Monday 21 May 2018

Property prices rising at fastest pace in three years

The most expensive houses are in Dublin, with an average price of €429,000. Stock photo: PA
The most expensive houses are in Dublin, with an average price of €429,000. Stock photo: PA
Charlie Weston

Charlie Weston

Property prices are now rising at the fastest pace in almost three years.

New figures for January show another double-digit increase.

Prices in the first month of the year were up 12.5pc when compared with the same month a year previously, according to the Central Statistics Office (CSO). Prices were up almost 1pc in the month.

January's rise compares with an increase of 12.2pc in the year to December and an increase of 8.8pc in the year to January 2017.

In Dublin, residential property prices increased by 12.1pc in the year to December.

Dublin prices are up almost 90pc in six years, but are still 24pc below the high reached in February 2007.

Prices in the rest of the country were up 13pc in the year to January, according to the CSO.

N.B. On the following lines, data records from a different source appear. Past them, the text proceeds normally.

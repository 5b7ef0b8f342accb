use crate::utils::error::{FarmaError, Result};
use std::ops::RangeInclusive;
use url::Url;

/// Bounds for `directory.timeout_seconds`. The directory answers a single
/// small GET, so anything past two minutes is a misconfiguration.
pub const TIMEOUT_SECONDS: RangeInclusive<u64> = 1..=120;

pub trait Validate {
    fn validate(&self) -> Result<()>;
}

fn invalid(field_name: &str, value: impl ToString, reason: impl Into<String>) -> FarmaError {
    FarmaError::InvalidConfigValueError {
        field: field_name.to_string(),
        value: value.to_string(),
        reason: reason.into(),
    }
}

/// Accepts only absolute `http`/`https` URLs with a host.
pub fn validate_http_url(field_name: &str, url_str: &str) -> Result<()> {
    let url = Url::parse(url_str.trim())
        .map_err(|e| invalid(field_name, url_str, format!("not a URL: {}", e)))?;

    if !matches!(url.scheme(), "http" | "https") {
        return Err(invalid(
            field_name,
            url_str,
            format!("scheme {:?} is not http or https", url.scheme()),
        ));
    }
    if url.host_str().map_or(true, str::is_empty) {
        return Err(invalid(field_name, url_str, "missing host"));
    }

    Ok(())
}

pub fn validate_timeout_seconds(field_name: &str, seconds: u64) -> Result<()> {
    if TIMEOUT_SECONDS.contains(&seconds) {
        Ok(())
    } else {
        Err(invalid(
            field_name,
            seconds,
            format!(
                "must be between {} and {} seconds",
                TIMEOUT_SECONDS.start(),
                TIMEOUT_SECONDS.end()
            ),
        ))
    }
}

pub fn validate_not_blank(field_name: &str, value: &str) -> Result<()> {
    if value.trim().is_empty() {
        return Err(invalid(field_name, value, "must not be blank"));
    }
    Ok(())
}

pub fn validate_one_of(field_name: &str, value: &str, allowed: &[&str]) -> Result<()> {
    if !allowed.contains(&value) {
        return Err(invalid(
            field_name,
            value,
            format!("allowed values: {}", allowed.join(", ")),
        ));
    }
    Ok(())
}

The west region showed the greatest price growth, with house prices increasing 17.2pc.

The south-east region showed the least price growth, with house prices increasing at 9.9pc.

Overall, the national index is 22.3pc lower than its highest level in 2007.

The average price for a property nationwide was €274,000, down around €7,000 from the average price in December.

The most expensive houses are in Dublin, with an average price of €429,000. Dún Laoghaire-Rathdown has the most expensive properties, with average prices of close to €600,000. The least expensive county is Longford, with a mean price of €99,876.

Prices outside of Dublin have now shot up by 66pc from the low they reached in May 2013.

In the year to January, there were 43,508 residential property purchases filed with Revenue. A third of these were first-time buyers.

Dermot O'Leary, of Goodbody Stockbrokers, said the Government's help-to-buy scheme was behind the fact that one-third of purchasers of new homes are first-time buyers.

But given the low level of transactions overall, it cannot explain the ongoing rapid growth in house prices overall.